A segunda é que o Pampa tem uma matriz produtiva com grande grau de sustentabilidade, que é a pecuária em campo nativo. Essa pecuária é praticada em um campo que nunca foi plantado, onde as espécies estão adaptadas aquele ambiente e crescem independente de fertilização e semeadura. É um ativo que a natureza oferta de graça. Esse é um modelo de pecuária totalmente diferente daquela praticada no Centro Oeste e Norte do Brasil, onde é preciso derrubar florestas e plantar uma gramínea para ter comida para o gado. No Pampa, o gado come um pasto que já estava disponível antes da própria introdução do gado. Do ponto de vista ecológico, essa é uma forma de uso sustentável de vegetação nativa.
Se andarmos em uma fazenda, não importa se pequena ou grande, onde há essa pecuária em campo nativo, a gente vê que tem perdiz, gaviões, tatu e uma série de animais que só estão ali por causa da presença da vegetação nativa. Você não encontrará essa biodiversidade em uma área de silvicultura ou soja. Embora existam situações onde o excesso de lotação de gado é prejudicial, na média, temos um ecossistema nativo que está sendo conservado convivendo com produção econômica. Isso é um ativo que o Estado tem e não está aproveitando. Essa produção ecologicamente sustentável ainda não é diferenciada da outra pecuária que envolve desmatamento e outras práticas agressivas. Isso poderia inclusive agregar valor ao produto.
Há algumas pequenas iniciativas neste sentido como o projeto da Alianza del Pastizal, primeira iniciativa regional sulamericana para a conservação dos campos nativos, que já tem um selo para a identificação da carne vinda dessas áreas. Mas isso ainda não é explorado em escala. Quem defende uma perspectiva ambientalmente correta para o Pampa entende que, ao invés de ficar investindo na agricultura tradicional e na silvicultura, nestas áreas de campo nativo, se deveria qualificar a cadeia produtiva da carne produzida no Pampa, conseguindo vantagens diferenciadas de mercado com isso.

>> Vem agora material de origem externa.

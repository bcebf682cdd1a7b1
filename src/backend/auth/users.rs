/**
 * User Model and Database Operations
 *
 * This module owns the `users` table. Email uniqueness is enforced by the
 * table's UNIQUE constraint, so two concurrent signups for one address
 * cannot both succeed: the loser gets `StoreError::Conflict`.
 */

use chrono::{DateTime, Utc};
use sqlx::SqlitePool;
use std::fmt;
use thiserror::Error;
use uuid::Uuid;

use crate::shared::UserView;

/// User struct representing a user in the database
#[derive(Clone, sqlx::FromRow)]
pub struct User {
    /// Unique user ID (UUID)
    pub id: Uuid,
    /// User email address, unique case-insensitively
    pub email: String,
    /// Hashed password (bcrypt)
    pub password_hash: String,
    /// Created at timestamp
    pub created_at: DateTime<Utc>,
}

impl User {
    /// Project the user into its public view
    pub fn view(&self) -> UserView {
        UserView {
            id: self.id.to_string(),
            email: self.email.clone(),
        }
    }
}

impl fmt::Debug for User {
    fn fmt(&self, f: &mut fmt::Formatter<'_>) -> fmt::Result {
        f.debug_struct("User")
            .field("id", &self.id)
            .field("email", &self.email)
            .field("created_at", &self.created_at)
            .finish_non_exhaustive()
    }
}

#[derive(Debug, Error)]
pub enum StoreError {
    #[error("email already registered")]
    Conflict,
    #[error("database error: {0}")]
    Storage(#[from] sqlx::Error),
}

/// Access to the `users` table
#[derive(Clone)]
pub struct UserStore {
    pool: SqlitePool,
}

impl UserStore {
    pub fn new(pool: SqlitePool) -> Self {
        Self { pool }
    }

    pub fn pool(&self) -> &SqlitePool {
        &self.pool
    }

    /// Create a new user
    ///
    /// A single INSERT: either the row exists with every column set or
    /// nothing was written.
    pub async fn create(&self, email: &str, password_hash: &str) -> Result<User, StoreError> {
        let id = Uuid::new_v4();
        let now = Utc::now();

        let result = sqlx::query_as::<_, User>(
            r#"
            INSERT INTO users (id, email, password_hash, created_at)
            VALUES (?, ?, ?, ?)
            RETURNING id, email, password_hash, created_at
            "#,
        )
        .bind(id)
        .bind(email)
        .bind(password_hash)
        .bind(now)
        .fetch_one(&self.pool)
        .await;

        match result {
            Ok(user) => Ok(user),
            Err(sqlx::Error::Database(e)) if e.is_unique_violation() => Err(StoreError::Conflict),
            Err(e) => Err(StoreError::Storage(e)),
        }
    }

    /// Get user by email
    pub async fn find_by_email(&self, email: &str) -> Result<Option<User>, StoreError> {
        let user = sqlx::query_as::<_, User>(
            r#"
            SELECT id, email, password_hash, created_at
            FROM users
            WHERE email = ?
            "#,
        )
        .bind(email)
        .fetch_optional(&self.pool)
        .await?;

        Ok(user)
    }

    /// Get user by ID
    pub async fn find_by_id(&self, id: Uuid) -> Result<Option<User>, StoreError> {
        let user = sqlx::query_as::<_, User>(
            r#"
            SELECT id, email, password_hash, created_at
            FROM users
            WHERE id = ?
            "#,
        )
        .bind(id)
        .fetch_optional(&self.pool)
        .await?;

        Ok(user)
    }
}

Sul21: Outra atividade econômica que está se desenvolvendo nesta área é a produção de vinhos. Na sua opinião, essa pode ser uma boa alternativa?
Eduardo Vélez: Tem se criticado muito a metade Sul e o Pampa como uma região economicamente atrasada. Em parte, essa visão do atraso esteja relacionada ao fato de que o Pampa nunca apostou na sua diversificação econômica. As culturas do vinho e das oliveiras estão começando agora a dar seus frutos. Essa diversificação econômica é importante, mas, do ponto de vista do que já tem escala na região, a principal aposta é mesmo a pecuária em campo nativo. Outra área que tem um potencial ainda inexplorado é o turismo ecológico que pode ser associado ao turismo rural e ao turismo histórico. Nós temos um fluxo enorme de argentinos que passam por essa região todos os anos e não param. Poderiam parar se houvesse uma rede de unidades de conservação, como ocorreu, por exemplo, na região do Itaimbezinho, com a estruturação do Parque Nacional de Aparados da Serra.

Sul21: Quais regiões do Pampa, na sua avaliação, tem um maior potencial turístico?
Eduardo Vélez: A região da Serra do Sudeste é uma delas. Esse território, com um relevo um pouco mais alto, é a região mais bem conservada do Pampa. É a região das guaritas, em Caçapava do Sul e Santana da Boa Vista, um território com muitos afloramentos rochosos formados há milhões de anos, onde se desenvolveu uma vegetação adaptada a essa condição. Temos muitos cactos, por exemplo, que só ocorrem nesta região.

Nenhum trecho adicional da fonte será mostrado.